• Exercise aim: Look for the word "Duration" in the material below, then report each line where it occurs.
★ ★ ★ ★ ★ ★ ★
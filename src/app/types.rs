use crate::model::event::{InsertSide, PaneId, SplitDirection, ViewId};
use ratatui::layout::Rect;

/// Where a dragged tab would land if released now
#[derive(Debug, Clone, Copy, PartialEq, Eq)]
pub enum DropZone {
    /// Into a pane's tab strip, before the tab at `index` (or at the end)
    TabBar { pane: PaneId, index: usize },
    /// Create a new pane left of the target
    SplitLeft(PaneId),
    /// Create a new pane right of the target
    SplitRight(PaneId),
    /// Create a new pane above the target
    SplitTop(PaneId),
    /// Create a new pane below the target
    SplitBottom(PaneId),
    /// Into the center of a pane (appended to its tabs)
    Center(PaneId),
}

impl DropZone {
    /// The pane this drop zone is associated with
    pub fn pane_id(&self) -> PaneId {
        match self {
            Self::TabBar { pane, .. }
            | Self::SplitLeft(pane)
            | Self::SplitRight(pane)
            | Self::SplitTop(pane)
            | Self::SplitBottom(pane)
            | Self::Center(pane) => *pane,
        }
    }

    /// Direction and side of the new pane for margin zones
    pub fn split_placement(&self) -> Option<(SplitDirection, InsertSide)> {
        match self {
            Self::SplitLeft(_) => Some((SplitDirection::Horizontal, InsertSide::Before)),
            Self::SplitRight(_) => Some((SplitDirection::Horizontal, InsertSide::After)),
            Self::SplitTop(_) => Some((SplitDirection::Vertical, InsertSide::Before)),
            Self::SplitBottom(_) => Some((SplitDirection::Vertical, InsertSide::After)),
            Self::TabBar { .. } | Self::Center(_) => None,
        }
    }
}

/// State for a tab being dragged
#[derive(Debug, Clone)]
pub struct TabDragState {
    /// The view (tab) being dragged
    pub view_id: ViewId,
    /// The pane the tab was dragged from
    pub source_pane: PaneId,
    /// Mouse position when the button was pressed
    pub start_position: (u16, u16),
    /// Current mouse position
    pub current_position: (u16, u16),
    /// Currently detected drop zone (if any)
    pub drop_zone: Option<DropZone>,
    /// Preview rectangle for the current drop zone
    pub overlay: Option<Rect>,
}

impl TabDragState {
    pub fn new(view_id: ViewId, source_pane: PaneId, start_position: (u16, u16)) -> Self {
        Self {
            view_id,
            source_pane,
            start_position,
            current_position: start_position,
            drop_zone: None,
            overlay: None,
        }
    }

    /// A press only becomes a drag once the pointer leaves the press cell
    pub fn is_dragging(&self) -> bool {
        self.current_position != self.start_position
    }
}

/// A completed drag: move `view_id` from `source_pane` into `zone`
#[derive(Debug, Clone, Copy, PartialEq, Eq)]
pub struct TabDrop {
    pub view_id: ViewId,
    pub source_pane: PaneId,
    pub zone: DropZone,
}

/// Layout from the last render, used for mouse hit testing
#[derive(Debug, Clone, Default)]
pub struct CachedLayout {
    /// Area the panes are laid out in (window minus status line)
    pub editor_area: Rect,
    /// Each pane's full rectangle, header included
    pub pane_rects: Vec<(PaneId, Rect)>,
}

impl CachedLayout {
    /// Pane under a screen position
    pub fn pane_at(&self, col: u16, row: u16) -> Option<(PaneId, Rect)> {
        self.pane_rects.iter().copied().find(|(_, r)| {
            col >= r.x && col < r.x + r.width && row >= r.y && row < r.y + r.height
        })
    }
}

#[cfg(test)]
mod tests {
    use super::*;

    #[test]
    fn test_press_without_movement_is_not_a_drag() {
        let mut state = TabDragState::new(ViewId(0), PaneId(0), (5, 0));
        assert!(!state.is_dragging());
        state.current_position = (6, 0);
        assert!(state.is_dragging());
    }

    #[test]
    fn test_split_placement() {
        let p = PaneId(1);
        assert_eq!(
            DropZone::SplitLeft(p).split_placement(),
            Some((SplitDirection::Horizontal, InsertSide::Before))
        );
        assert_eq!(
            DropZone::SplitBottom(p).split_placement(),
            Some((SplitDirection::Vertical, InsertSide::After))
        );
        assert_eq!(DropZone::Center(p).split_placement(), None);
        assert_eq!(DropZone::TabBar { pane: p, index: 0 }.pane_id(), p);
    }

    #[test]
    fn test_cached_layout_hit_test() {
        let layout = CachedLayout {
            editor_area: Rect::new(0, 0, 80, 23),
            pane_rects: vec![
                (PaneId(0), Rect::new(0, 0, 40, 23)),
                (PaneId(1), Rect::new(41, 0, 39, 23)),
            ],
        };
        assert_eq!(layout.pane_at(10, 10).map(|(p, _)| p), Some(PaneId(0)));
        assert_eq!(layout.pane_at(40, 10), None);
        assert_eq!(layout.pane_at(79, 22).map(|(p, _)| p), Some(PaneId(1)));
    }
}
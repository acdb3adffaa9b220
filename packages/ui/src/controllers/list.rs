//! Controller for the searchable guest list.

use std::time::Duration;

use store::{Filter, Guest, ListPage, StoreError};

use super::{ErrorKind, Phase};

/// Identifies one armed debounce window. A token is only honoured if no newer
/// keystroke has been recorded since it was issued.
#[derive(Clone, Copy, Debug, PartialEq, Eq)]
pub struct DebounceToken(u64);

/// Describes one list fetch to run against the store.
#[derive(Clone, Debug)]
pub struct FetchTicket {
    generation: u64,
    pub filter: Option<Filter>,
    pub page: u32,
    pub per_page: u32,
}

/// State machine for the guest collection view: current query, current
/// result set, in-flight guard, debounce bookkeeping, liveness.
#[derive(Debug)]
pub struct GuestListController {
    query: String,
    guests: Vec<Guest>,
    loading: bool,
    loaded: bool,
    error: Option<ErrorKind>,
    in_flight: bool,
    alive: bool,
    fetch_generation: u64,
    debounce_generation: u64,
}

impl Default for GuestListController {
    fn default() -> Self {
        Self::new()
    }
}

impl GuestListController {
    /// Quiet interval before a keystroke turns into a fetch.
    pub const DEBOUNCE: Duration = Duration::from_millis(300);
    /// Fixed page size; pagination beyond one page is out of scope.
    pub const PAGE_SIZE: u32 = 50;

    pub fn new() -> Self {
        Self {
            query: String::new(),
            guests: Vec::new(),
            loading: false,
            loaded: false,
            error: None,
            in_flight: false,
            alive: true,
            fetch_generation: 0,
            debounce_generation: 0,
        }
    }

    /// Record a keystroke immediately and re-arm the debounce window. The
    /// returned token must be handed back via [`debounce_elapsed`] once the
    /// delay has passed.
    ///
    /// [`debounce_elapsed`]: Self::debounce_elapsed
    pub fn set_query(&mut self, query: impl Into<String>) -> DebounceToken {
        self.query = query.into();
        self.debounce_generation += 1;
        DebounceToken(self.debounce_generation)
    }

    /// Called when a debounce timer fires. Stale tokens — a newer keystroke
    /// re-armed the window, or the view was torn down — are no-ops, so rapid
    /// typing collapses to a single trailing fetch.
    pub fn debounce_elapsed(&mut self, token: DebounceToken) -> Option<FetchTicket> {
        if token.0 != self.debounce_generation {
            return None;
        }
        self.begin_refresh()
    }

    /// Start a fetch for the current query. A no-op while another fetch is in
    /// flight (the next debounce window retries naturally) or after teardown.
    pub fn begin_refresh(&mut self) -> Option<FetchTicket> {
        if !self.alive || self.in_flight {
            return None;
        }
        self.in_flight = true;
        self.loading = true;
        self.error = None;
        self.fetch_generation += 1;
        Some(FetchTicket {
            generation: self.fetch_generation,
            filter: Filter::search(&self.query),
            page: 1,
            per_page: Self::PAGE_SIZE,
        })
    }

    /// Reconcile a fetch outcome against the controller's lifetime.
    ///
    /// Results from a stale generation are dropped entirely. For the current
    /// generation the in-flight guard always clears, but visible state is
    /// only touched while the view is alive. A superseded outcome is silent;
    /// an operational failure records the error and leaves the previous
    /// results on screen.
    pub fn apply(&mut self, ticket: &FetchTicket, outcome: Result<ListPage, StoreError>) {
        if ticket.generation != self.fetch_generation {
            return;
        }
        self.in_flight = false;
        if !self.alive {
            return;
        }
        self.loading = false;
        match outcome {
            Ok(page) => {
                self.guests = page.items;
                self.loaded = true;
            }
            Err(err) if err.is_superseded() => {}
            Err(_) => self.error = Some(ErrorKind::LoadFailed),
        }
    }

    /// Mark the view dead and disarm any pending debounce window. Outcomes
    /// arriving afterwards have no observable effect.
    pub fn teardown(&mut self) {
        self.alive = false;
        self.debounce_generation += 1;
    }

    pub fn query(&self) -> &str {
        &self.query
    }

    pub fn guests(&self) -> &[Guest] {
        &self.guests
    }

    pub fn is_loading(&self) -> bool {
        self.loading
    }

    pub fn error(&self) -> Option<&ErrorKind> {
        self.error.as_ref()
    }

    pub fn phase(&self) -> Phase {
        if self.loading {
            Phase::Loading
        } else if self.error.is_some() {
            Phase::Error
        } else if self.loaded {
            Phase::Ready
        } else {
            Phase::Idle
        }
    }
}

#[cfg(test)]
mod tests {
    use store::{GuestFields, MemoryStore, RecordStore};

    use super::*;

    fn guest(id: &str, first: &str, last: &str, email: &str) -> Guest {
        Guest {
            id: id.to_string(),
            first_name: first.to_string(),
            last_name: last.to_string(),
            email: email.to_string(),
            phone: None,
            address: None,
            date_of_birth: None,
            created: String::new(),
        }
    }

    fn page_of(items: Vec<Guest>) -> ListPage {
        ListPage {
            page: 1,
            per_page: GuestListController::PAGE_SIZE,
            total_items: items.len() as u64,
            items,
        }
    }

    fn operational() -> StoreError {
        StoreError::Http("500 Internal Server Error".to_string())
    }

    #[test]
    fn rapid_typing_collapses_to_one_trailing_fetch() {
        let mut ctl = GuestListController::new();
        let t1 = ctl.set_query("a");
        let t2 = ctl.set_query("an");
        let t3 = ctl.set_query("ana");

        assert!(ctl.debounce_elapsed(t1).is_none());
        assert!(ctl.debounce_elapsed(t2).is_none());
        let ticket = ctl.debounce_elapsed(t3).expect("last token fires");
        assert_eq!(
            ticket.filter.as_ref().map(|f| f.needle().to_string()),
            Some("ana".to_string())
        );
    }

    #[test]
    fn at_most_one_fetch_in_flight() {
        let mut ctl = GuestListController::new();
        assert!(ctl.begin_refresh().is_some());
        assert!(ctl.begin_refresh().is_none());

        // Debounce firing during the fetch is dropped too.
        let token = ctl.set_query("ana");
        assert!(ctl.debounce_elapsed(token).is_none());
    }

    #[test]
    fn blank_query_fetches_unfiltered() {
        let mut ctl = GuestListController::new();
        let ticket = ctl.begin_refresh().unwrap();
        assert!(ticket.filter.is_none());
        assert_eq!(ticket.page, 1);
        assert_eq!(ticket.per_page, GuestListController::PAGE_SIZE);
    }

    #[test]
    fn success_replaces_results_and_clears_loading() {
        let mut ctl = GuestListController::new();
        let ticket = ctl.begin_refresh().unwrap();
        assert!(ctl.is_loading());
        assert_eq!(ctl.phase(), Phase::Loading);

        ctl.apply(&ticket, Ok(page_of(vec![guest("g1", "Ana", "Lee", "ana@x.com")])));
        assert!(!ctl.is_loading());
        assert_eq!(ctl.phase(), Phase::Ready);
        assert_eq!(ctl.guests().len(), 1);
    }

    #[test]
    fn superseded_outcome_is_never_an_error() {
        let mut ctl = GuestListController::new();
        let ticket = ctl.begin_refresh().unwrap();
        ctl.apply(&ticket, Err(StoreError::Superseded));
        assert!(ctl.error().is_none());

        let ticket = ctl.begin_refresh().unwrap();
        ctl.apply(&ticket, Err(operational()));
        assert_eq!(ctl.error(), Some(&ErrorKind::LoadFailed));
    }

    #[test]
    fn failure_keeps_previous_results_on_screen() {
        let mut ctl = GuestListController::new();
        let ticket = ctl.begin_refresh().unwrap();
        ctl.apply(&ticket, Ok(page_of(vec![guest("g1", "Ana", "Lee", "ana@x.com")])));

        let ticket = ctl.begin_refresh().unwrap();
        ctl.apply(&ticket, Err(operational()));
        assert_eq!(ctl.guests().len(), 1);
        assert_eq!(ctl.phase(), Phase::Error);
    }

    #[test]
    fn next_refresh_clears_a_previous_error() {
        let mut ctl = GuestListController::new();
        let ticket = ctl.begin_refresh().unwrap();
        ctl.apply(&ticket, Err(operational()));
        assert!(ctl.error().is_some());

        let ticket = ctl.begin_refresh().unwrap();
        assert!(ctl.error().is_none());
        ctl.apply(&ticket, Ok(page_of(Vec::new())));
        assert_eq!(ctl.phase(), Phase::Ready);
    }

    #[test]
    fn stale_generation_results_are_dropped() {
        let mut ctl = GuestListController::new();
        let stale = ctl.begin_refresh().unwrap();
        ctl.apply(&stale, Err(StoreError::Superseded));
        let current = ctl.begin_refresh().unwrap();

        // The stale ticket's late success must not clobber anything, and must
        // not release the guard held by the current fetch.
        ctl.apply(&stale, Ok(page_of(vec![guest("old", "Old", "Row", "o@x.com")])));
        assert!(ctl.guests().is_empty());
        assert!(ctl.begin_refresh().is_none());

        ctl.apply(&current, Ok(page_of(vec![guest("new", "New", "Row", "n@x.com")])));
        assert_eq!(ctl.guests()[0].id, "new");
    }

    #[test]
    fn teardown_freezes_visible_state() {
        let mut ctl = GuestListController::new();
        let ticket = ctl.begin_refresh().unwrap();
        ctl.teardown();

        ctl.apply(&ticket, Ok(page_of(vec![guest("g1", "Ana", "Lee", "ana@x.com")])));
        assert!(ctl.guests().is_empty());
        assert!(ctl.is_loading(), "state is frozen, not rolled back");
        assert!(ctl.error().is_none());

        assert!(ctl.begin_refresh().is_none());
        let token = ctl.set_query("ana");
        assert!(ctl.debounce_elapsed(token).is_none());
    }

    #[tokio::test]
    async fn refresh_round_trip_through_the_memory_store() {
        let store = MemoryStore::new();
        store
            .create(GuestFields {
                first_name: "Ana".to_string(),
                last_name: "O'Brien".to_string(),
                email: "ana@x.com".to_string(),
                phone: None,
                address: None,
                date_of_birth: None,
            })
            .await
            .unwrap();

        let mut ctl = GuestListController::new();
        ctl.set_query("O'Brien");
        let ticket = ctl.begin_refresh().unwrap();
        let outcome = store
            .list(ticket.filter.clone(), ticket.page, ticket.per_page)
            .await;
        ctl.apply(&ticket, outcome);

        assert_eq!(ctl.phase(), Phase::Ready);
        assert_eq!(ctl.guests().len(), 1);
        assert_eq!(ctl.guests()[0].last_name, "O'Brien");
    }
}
★ ★ ★ ★ ★ ★ ★
• Response:
use std::time::Duration;
    pub const DEBOUNCE: Duration = Duration::from_millis(300);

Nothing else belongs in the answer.